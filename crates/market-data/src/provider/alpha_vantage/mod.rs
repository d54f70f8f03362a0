//! Alpha Vantage company fundamentals adapter.
//!
//! Answers `CompanyFinancials` queries from the OVERVIEW endpoint. The
//! value is the company's market capitalization in its reporting currency.
//!
//! Note: Alpha Vantage free tier is limited to 5 API calls per minute, and
//! signals exhaustion with a `Note` or `Information` body on HTTP 200.

use async_trait::async_trait;
use serde::Deserialize;
use serde_json::json;
use tracing::{debug, warn};

use crate::errors::MarketDataError;
use crate::models::{LogicalQuery, NormalizedResult, QueryKind};
use crate::provider::http::{parse_json, parse_number, HttpClient};
use crate::provider::{AdapterConfig, ProviderAdapter, ProviderCapabilities, RateLimit};

pub const BASE_URL: &str = "https://www.alphavantage.co/query";
pub const API_KEY_VAR: &str = "ALPHA_VANTAGE_API_KEY";
const PROVIDER_ID: &str = "ALPHA_VANTAGE";
const CONFIDENCE: f64 = 0.9;

/// Values Alpha Vantage uses for "not reported".
const SENTINELS: &[&str] = &["None", "-", "0"];

/// OVERVIEW response. The API returns many more fields; only those used
/// for the result details are mapped.
#[derive(Debug, Default, Deserialize)]
struct CompanyOverviewResponse {
    #[serde(rename = "Symbol")]
    symbol: Option<String>,
    #[serde(rename = "Name")]
    name: Option<String>,
    #[serde(rename = "Sector")]
    sector: Option<String>,
    #[serde(rename = "Industry")]
    industry: Option<String>,
    #[serde(rename = "Currency")]
    currency: Option<String>,
    #[serde(rename = "MarketCapitalization")]
    market_capitalization: Option<String>,
    #[serde(rename = "RevenueTTM")]
    revenue_ttm: Option<String>,
    #[serde(rename = "PERatio")]
    pe_ratio: Option<String>,
    #[serde(rename = "LatestQuarter")]
    latest_quarter: Option<String>,

    #[serde(rename = "Error Message")]
    error_message: Option<String>,
    #[serde(rename = "Note")]
    note: Option<String>,
    #[serde(rename = "Information")]
    information: Option<String>,
}

impl CompanyOverviewResponse {
    fn number(field: &Option<String>) -> Option<f64> {
        field.as_deref().and_then(|v| parse_number(v, SENTINELS))
    }

    fn is_empty(&self) -> bool {
        self.symbol.is_none()
            && self.market_capitalization.is_none()
            && self.error_message.is_none()
            && self.note.is_none()
            && self.information.is_none()
    }
}

/// Alpha Vantage adapter.
pub struct AlphaVantageAdapter {
    http: HttpClient,
    config: AdapterConfig,
}

impl AlphaVantageAdapter {
    pub fn new(config: AdapterConfig) -> Self {
        Self {
            http: HttpClient::new(PROVIDER_ID, &config),
            config,
        }
    }

    fn is_rate_limit_message(msg: &str) -> bool {
        let lower = msg.to_lowercase();
        lower.contains("call frequency") || lower.contains("rate limit")
    }

    /// Maps the envelope fields Alpha Vantage uses for errors and throttling.
    fn check_api_error(
        response: &CompanyOverviewResponse,
        symbol: &str,
    ) -> Result<(), MarketDataError> {
        if let Some(msg) = &response.error_message {
            // Unknown symbols come back as "Invalid API call"
            if msg.contains("Invalid API call") {
                return Err(MarketDataError::no_data(
                    PROVIDER_ID,
                    format!("unknown symbol '{}'", symbol),
                ));
            }
            return Err(MarketDataError::provider(PROVIDER_ID, msg.clone()));
        }

        for msg in [&response.note, &response.information].into_iter().flatten() {
            if Self::is_rate_limit_message(msg) {
                return Err(MarketDataError::rate_limited(PROVIDER_ID));
            }
        }

        if let Some(msg) = &response.information {
            warn!("Alpha Vantage info: {}", msg);
            return Err(MarketDataError::provider(PROVIDER_ID, msg.clone()));
        }

        Ok(())
    }

    fn normalize(symbol: &str, body: &str) -> Result<NormalizedResult, MarketDataError> {
        let response: CompanyOverviewResponse = parse_json(PROVIDER_ID, body)?;

        if response.is_empty() {
            return Err(MarketDataError::no_data(
                PROVIDER_ID,
                format!("no overview for '{}'", symbol),
            ));
        }
        Self::check_api_error(&response, symbol)?;

        let market_cap = CompanyOverviewResponse::number(&response.market_capitalization)
            .ok_or_else(|| {
                MarketDataError::no_data(
                    PROVIDER_ID,
                    format!("no market capitalization for '{}'", symbol),
                )
            })?;

        let details = json!({
            "symbol": response.symbol.as_deref().unwrap_or(symbol),
            "name": response.name,
            "sector": response.sector,
            "industry": response.industry,
            "currency": response.currency,
            "revenueTtm": CompanyOverviewResponse::number(&response.revenue_ttm),
            "peRatio": CompanyOverviewResponse::number(&response.pe_ratio),
            "latestQuarter": response.latest_quarter,
            "metric": "market_capitalization",
        });

        Ok(NormalizedResult::new(market_cap, PROVIDER_ID, details, CONFIDENCE))
    }
}

#[async_trait]
impl ProviderAdapter for AlphaVantageAdapter {
    fn id(&self) -> &'static str {
        PROVIDER_ID
    }

    fn capabilities(&self) -> ProviderCapabilities {
        ProviderCapabilities {
            query_kinds: &[QueryKind::CompanyFinancials],
            requires_credential: true,
            confidence: CONFIDENCE,
        }
    }

    fn rate_limit(&self) -> RateLimit {
        RateLimit {
            requests_per_minute: 5,
            burst_capacity: 5,
        }
    }

    fn is_available(&self) -> bool {
        self.config.has_api_key()
    }

    async fn fetch(&self, query: &LogicalQuery) -> Result<NormalizedResult, MarketDataError> {
        let LogicalQuery::CompanyFinancials { symbol } = query else {
            return Err(MarketDataError::UnsupportedQuery {
                provider: PROVIDER_ID.to_string(),
                kind: query.kind(),
            });
        };
        let api_key = self
            .config
            .api_key
            .as_deref()
            .ok_or_else(|| MarketDataError::CredentialMissing {
                provider: PROVIDER_ID.to_string(),
            })?;

        let symbol = symbol.trim().to_uppercase();
        let url = self.http.url(
            self.config.base(),
            &[("function", "OVERVIEW"), ("symbol", &symbol), ("apikey", api_key)],
        )?;
        let body = self.http.get(url).await?.into_success_body(PROVIDER_ID)?;

        let result = Self::normalize(&symbol, &body)?;
        debug!("Alpha Vantage market cap for {}: {}", symbol, result.value);
        Ok(result)
    }
}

About this exercise: Restate the entries above word for word, beginning with their first line and ending with the line holding "Values Alpha Vantage"; omit everything else.

Answer to the exercise:
filename crates/market-data/src/provider/alpha_vantage/mod.rs
repository d54f70f8f03362a0
//! Alpha Vantage company fundamentals adapter.
//!
//! Answers `CompanyFinancials` queries from the OVERVIEW endpoint. The
//! value is the company's market capitalization in its reporting currency.
//!
//! Note: Alpha Vantage free tier is limited to 5 API calls per minute, and
//! signals exhaustion with a `Note` or `Information` body on HTTP 200.

use async_trait::async_trait;
use serde::Deserialize;
use serde_json::json;
use tracing::{debug, warn};

use crate::errors::MarketDataError;
use crate::models::{LogicalQuery, NormalizedResult, QueryKind};
use crate::provider::http::{parse_json, parse_number, HttpClient};
use crate::provider::{AdapterConfig, ProviderAdapter, ProviderCapabilities, RateLimit};

pub const BASE_URL: &str = "https://www.alphavantage.co/query";
pub const API_KEY_VAR: &str = "ALPHA_VANTAGE_API_KEY";
const PROVIDER_ID: &str = "ALPHA_VANTAGE";
const CONFIDENCE: f64 = 0.9;

/// Values Alpha Vantage uses for "not reported".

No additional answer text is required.